══ Given entries ══
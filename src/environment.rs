use serde::{Deserialize, Serialize};

/// KSeF environment. Selection is immutable for the lifetime of a client
/// instance; each environment maps to its own base URL.
#[derive(Debug, Clone, Copy, PartialEq, Eq, Hash, Serialize, Deserialize)]
#[serde(rename_all = "lowercase")]
pub enum Environment {
    /// Integration test environment (self-registration, synthetic NIPs).
    Test,
    /// Pre-production demo environment.
    Demo,
    /// Production.
    Production,
}

impl Environment {
    /// API base URL for this environment.
    pub fn base_url(&self) -> &'static str {
        match self {
            Self::Test => "https://ksef-test.mf.gov.pl/api",
            Self::Demo => "https://ksef-demo.mf.gov.pl/api",
            Self::Production => "https://ksef.mf.gov.pl/api",
        }
    }

    /// Short name used in error context and logging.
    pub fn name(&self) -> &'static str {
        match self {
            Self::Test => "test",
            Self::Demo => "demo",
            Self::Production => "production",
        }
    }
}

impl std::fmt::Display for Environment {
    fn fmt(&self, f: &mut std::fmt::Formatter<'_>) -> std::fmt::Result {
        f.write_str(self.name())
    }
}

#[cfg(test)]
mod tests {
    use super::*;

    #[test]
    fn base_urls_are_https_and_distinct() {
        let envs = [Environment::Test, Environment::Demo, Environment::Production];
        for e in envs {
            assert!(e.base_url().starts_with("https://"));
        }
        assert_ne!(Environment::Test.base_url(), Environment::Production.base_url());
    }
}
═══
Each entry must be reproduced verbatim.

Result of the exercise:
filename src/environment.rs
use serde::{Deserialize, Serialize};

/// KSeF environment. Selection is immutable for the lifetime of a client
/// instance; each environment maps to its own base URL.
#[derive(Debug, Clone, Copy, PartialEq, Eq, Hash, Serialize, Deserialize)]
#[serde(rename_all = "lowercase")]
pub enum Environment {
    /// Integration test environment (self-registration, synthetic NIPs).
    Test,
    /// Pre-production demo environment.
    Demo,
    /// Production.
    Production,
}

impl Environment {
    /// API base URL for this environment.
    pub fn base_url(&self) -> &'static str {
        match self {
            Self::Test => "https://ksef-test.mf.gov.pl/api",
            Self::Demo => "https://ksef-demo.mf.gov.pl/api",
            Self::Production => "https://ksef.mf.gov.pl/api",
        }
    }

    /// Short name used in error context and logging.
    pub fn name(&self) -> &'static str {
        match self {
            Self::Test => "test",
            Self::Demo => "demo",
            Self::Production => "production",
        }
    }
}

impl std::fmt::Display for Environment {
    fn fmt(&self, f: &mut std::fmt::Formatter<'_>) -> std::fmt::Result {
        f.write_str(self.name())
    }
}

#[cfg(test)]
mod tests {
    use super::*;

    #[test]
    fn base_urls_are_https_and_distinct() {
        let envs = [Environment::Test, Environment::Demo, Environment::Production];
        for e in envs {
            assert!(e.base_url().starts_with("https://"));
        }
        assert_ne!(Environment::Test.base_url(), Environment::Production.base_url());
    }
}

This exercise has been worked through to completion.